Taking the line with "ratio is neutral." as the first and the line with "old one for" as the last, set down exactly every line in that range from the entries below, and no more.

[Stored items from a collection]
Segment Open
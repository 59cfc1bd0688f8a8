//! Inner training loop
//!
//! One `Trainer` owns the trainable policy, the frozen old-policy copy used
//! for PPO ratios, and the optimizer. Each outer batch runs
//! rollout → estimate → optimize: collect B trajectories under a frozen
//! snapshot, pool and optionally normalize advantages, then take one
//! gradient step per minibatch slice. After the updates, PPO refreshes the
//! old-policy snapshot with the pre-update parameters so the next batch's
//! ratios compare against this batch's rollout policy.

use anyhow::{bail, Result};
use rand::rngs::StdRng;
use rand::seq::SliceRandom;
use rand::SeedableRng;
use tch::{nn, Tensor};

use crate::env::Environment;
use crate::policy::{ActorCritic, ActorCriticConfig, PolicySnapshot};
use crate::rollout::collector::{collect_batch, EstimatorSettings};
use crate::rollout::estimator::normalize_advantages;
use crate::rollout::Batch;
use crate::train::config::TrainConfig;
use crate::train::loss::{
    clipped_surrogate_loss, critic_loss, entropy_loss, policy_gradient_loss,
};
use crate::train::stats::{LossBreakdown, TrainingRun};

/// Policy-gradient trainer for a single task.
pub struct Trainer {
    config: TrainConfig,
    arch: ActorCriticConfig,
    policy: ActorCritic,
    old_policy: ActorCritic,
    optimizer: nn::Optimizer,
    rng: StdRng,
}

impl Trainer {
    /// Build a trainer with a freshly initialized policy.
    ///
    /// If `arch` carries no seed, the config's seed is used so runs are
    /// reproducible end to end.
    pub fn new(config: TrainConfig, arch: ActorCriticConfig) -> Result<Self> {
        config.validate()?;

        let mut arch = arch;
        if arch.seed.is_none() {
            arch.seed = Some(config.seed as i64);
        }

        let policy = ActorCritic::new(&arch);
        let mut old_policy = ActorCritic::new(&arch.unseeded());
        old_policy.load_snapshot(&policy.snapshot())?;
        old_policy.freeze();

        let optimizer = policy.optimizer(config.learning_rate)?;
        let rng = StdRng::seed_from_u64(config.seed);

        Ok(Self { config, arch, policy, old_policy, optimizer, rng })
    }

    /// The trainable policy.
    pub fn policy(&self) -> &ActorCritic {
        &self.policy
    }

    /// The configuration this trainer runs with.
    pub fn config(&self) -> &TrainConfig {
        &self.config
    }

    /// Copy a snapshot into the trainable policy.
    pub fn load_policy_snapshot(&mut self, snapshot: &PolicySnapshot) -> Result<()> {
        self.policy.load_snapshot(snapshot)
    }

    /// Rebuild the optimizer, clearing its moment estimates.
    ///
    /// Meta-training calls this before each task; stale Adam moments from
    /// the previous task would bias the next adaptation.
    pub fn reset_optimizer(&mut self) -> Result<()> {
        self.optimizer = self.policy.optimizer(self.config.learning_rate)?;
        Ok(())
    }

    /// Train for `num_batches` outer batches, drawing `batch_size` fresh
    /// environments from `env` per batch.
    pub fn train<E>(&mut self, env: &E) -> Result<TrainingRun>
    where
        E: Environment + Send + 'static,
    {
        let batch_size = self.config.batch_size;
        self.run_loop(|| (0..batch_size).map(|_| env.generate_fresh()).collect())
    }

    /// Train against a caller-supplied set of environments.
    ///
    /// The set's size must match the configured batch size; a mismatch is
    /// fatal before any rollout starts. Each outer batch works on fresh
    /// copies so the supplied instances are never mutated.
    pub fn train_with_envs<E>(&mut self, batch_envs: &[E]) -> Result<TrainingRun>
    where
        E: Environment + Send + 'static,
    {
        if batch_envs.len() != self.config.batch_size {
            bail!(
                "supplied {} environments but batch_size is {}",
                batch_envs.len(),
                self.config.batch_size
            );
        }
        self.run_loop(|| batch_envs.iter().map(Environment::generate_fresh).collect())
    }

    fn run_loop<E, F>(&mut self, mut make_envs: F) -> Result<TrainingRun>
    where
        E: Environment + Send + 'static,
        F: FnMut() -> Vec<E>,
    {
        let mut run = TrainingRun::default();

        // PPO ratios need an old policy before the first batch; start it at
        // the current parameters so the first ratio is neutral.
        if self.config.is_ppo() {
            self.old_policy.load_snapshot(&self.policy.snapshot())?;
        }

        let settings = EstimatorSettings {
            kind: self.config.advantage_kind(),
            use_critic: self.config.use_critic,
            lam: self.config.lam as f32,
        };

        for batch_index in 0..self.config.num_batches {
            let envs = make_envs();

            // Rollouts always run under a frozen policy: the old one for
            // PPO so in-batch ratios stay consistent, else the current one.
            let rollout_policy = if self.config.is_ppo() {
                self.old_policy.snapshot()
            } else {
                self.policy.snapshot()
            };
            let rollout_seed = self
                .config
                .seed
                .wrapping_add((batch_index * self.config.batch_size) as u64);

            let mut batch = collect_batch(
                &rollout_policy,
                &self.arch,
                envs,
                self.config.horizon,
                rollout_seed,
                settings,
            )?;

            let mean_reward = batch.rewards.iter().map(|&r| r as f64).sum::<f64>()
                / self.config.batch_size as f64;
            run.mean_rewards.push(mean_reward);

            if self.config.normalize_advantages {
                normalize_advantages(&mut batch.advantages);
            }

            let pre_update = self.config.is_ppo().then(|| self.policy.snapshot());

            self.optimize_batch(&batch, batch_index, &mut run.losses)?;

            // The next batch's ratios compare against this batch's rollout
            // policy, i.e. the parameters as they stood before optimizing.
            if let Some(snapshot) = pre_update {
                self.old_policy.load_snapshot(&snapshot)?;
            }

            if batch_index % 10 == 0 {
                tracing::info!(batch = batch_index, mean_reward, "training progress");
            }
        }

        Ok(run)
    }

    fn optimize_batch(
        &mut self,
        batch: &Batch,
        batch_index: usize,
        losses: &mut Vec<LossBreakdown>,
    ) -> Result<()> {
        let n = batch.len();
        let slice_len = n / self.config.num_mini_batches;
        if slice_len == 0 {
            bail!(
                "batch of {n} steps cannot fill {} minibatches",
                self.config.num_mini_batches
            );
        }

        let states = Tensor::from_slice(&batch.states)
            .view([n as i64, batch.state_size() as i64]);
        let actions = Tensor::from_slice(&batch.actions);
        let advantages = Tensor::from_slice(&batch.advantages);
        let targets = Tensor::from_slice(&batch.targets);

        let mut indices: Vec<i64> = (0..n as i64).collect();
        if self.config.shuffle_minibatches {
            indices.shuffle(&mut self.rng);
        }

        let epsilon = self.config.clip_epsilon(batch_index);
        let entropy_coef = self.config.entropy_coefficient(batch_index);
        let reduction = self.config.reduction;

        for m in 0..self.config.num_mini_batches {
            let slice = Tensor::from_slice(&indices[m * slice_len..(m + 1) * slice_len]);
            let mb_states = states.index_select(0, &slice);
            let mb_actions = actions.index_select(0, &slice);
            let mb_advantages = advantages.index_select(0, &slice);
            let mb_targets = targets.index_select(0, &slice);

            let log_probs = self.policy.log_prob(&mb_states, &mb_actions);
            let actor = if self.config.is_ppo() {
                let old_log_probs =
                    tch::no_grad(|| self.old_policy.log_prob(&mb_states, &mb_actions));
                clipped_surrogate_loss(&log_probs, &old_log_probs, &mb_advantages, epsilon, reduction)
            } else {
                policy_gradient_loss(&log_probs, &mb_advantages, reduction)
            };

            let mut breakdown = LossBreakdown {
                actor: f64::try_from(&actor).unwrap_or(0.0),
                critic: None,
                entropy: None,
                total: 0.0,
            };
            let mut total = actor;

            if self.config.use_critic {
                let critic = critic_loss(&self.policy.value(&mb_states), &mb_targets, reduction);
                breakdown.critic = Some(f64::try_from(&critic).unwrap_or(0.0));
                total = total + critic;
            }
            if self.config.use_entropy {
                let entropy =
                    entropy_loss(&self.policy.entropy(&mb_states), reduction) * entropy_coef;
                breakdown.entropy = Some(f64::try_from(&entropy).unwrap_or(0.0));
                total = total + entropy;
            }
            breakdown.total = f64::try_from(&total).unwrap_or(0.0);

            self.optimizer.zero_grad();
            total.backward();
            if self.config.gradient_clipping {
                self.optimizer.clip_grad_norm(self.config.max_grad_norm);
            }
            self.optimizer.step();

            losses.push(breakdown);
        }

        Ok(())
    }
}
Segment Closed
Segment Open
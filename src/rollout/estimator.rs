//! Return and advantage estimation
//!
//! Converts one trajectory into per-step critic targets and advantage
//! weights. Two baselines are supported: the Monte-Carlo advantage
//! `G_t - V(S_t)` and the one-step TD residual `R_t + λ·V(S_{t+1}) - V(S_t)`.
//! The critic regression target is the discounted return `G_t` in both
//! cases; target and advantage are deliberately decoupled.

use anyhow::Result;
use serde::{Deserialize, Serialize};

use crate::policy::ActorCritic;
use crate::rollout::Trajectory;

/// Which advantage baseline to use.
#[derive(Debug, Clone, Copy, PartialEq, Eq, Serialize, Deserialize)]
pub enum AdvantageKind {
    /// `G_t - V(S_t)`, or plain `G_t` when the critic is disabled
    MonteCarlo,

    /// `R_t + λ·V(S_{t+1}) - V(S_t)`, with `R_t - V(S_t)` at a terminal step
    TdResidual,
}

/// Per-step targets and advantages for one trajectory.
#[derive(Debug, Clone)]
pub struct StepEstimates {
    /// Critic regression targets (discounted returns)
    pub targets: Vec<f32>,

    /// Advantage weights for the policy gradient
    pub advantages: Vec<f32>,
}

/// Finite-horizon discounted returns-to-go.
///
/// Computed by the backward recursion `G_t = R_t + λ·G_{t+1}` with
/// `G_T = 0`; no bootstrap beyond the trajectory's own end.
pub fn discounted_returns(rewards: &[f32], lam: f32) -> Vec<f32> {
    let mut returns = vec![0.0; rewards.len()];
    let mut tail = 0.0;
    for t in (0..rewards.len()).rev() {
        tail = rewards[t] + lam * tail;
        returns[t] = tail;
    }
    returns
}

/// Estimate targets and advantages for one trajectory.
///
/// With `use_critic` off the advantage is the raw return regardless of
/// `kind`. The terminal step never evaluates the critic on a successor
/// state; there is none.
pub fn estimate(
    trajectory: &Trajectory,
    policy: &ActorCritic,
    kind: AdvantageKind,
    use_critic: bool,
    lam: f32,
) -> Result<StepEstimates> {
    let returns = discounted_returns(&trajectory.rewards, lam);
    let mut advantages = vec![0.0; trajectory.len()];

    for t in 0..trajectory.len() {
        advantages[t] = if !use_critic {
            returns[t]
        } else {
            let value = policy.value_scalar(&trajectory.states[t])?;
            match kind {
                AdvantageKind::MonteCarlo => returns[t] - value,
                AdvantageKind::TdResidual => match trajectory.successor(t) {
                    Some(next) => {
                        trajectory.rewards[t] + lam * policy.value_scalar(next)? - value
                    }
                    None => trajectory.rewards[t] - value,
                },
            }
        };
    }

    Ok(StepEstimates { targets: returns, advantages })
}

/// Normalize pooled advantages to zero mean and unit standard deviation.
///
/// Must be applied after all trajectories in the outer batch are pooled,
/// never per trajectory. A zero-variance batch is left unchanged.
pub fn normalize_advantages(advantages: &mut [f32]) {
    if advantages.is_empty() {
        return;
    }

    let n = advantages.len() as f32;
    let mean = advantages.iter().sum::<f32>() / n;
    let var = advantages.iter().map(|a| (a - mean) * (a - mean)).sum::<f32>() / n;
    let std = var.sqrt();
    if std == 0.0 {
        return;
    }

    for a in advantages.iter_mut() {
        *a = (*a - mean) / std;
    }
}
Segment Closed
◆ **The completed task**:
        // the current parameters so the first ratio is neutral.
        if self.config.is_ppo() {
            self.old_policy.load_snapshot(&self.policy.snapshot())?;
        }

        let settings = EstimatorSettings {
            kind: self.config.advantage_kind(),
            use_critic: self.config.use_critic,
            lam: self.config.lam as f32,
        };

        for batch_index in 0..self.config.num_batches {
            let envs = make_envs();

            // Rollouts always run under a frozen policy: the old one for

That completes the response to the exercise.